> **Task objective**: Determine how many lines in the records hold "Wire", then give that number by itself.

--- START ---

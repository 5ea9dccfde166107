//! Wire types for the request-to-pay flow
//!
//! Shapes follow the MTN collection API: amounts travel as decimal
//! strings, payers are identified by digits-only MSISDN, and each
//! charge is keyed by a fresh v4 reference id.

use crate::error::{GatewayError, Result};
use rust_decimal::Decimal;
use serde::{Deserialize, Serialize};
use std::fmt;
use std::str::FromStr;
use uuid::Uuid;

/// Opaque charge reference
///
/// Generated locally (v4) and sent to the gateway as the tracking key
/// for one charge attempt. Treated as an opaque string everywhere else.
#[derive(Debug, Clone, PartialEq, Eq, Hash, Serialize, Deserialize)]
pub struct ReferenceId(String);

impl ReferenceId {
    /// Generate a fresh reference
    pub fn generate() -> Self {
        Self(Uuid::new_v4().to_string())
    }

    /// Wrap an existing reference string
    pub fn new(id: impl Into<String>) -> Self {
        Self(id.into())
    }

    /// Get as string
    pub fn as_str(&self) -> &str {
        &self.0
    }
}

impl fmt::Display for ReferenceId {
    fn fmt(&self, f: &mut fmt::Formatter<'_>) -> fmt::Result {
        write!(f, "{}", self.0)
    }
}

/// Payer phone number (MSISDN)
///
/// Normalized to digits only on construction; the gateway rejects
/// anything else.
#[derive(Debug, Clone, PartialEq, Eq, Hash, Serialize, Deserialize)]
pub struct Msisdn(String);

impl Msisdn {
    /// Normalize and validate a phone number
    pub fn new(raw: impl AsRef<str>) -> Result<Self> {
        let digits: String = raw.as_ref().chars().filter(|c| c.is_ascii_digit()).collect();
        if digits.is_empty() {
            return Err(GatewayError::InvalidMsisdn(raw.as_ref().to_string()));
        }
        Ok(Self(digits))
    }

    /// Get as string
    pub fn as_str(&self) -> &str {
        &self.0
    }
}

impl fmt::Display for Msisdn {
    fn fmt(&self, f: &mut fmt::Formatter<'_>) -> fmt::Result {
        write!(f, "{}", self.0)
    }
}

/// A request-to-pay charge
#[derive(Debug, Clone, Serialize, Deserialize)]
pub struct ChargeRequest {
    /// Charge amount (exact decimal)
    pub amount: Decimal,

    /// ISO currency code (e.g. "RWF")
    pub currency: String,

    /// Payer phone number
    pub payer: Msisdn,

    /// Caller-side correlation id; defaults to the reference when absent
    pub external_id: Option<String>,

    /// Message shown to the payer
    pub payer_message: String,

    /// Note recorded for the payee
    pub payee_note: String,
}

impl ChargeRequest {
    /// Build the outbound JSON body for this charge
    ///
    /// The amount is rendered as a decimal string; the party id type is
    /// always MSISDN.
    pub fn to_body(&self, reference: &ReferenceId) -> serde_json::Value {
        serde_json::json!({
            "amount": self.amount.to_string(),
            "currency": self.currency,
            "externalId": self.external_id.as_deref().unwrap_or(reference.as_str()),
            "payer": {
                "partyIdType": "MSISDN",
                "partyId": self.payer.as_str(),
            },
            "payerMessage": self.payer_message,
            "payeeNote": self.payee_note,
        })
    }
}

/// Charge status as reported by the gateway
#[derive(Debug, Clone, Copy, PartialEq, Eq, Serialize, Deserialize)]
pub enum GatewayStatus {
    /// Charge submitted, payer has not acted yet
    Pending,
    /// Payer approved, funds collected (terminal)
    Successful,
    /// Payer rejected or charge expired (terminal)
    Failed,
}

impl GatewayStatus {
    /// Wire representation
    pub fn as_str(&self) -> &'static str {
        match self {
            GatewayStatus::Pending => "PENDING",
            GatewayStatus::Successful => "SUCCESSFUL",
            GatewayStatus::Failed => "FAILED",
        }
    }
}

impl FromStr for GatewayStatus {
    type Err = GatewayError;

    fn from_str(s: &str) -> Result<Self> {
        match s {
            "PENDING" => Ok(GatewayStatus::Pending),
            "SUCCESSFUL" => Ok(GatewayStatus::Successful),
            "FAILED" => Ok(GatewayStatus::Failed),
            other => Err(GatewayError::UnknownStatus(other.to_string())),
        }
    }
}

impl fmt::Display for GatewayStatus {
    fn fmt(&self, f: &mut fmt::Formatter<'_>) -> fmt::Result {
        write!(f, "{}", self.as_str())
    }
}

/// Status report for one charge, from a poll or a callback delivery
#[derive(Debug, Clone, Serialize, Deserialize)]
pub struct StatusReport {
    /// Charge reference
    pub reference: ReferenceId,

    /// Reported status
    pub status: GatewayStatus,

    /// Reported amount
    pub amount: Decimal,

    /// Reported currency
    pub currency: String,

    /// Gateway-side transaction id, present once settled
    pub financial_transaction_id: Option<String>,
}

--- END ---

> **Response area**: 2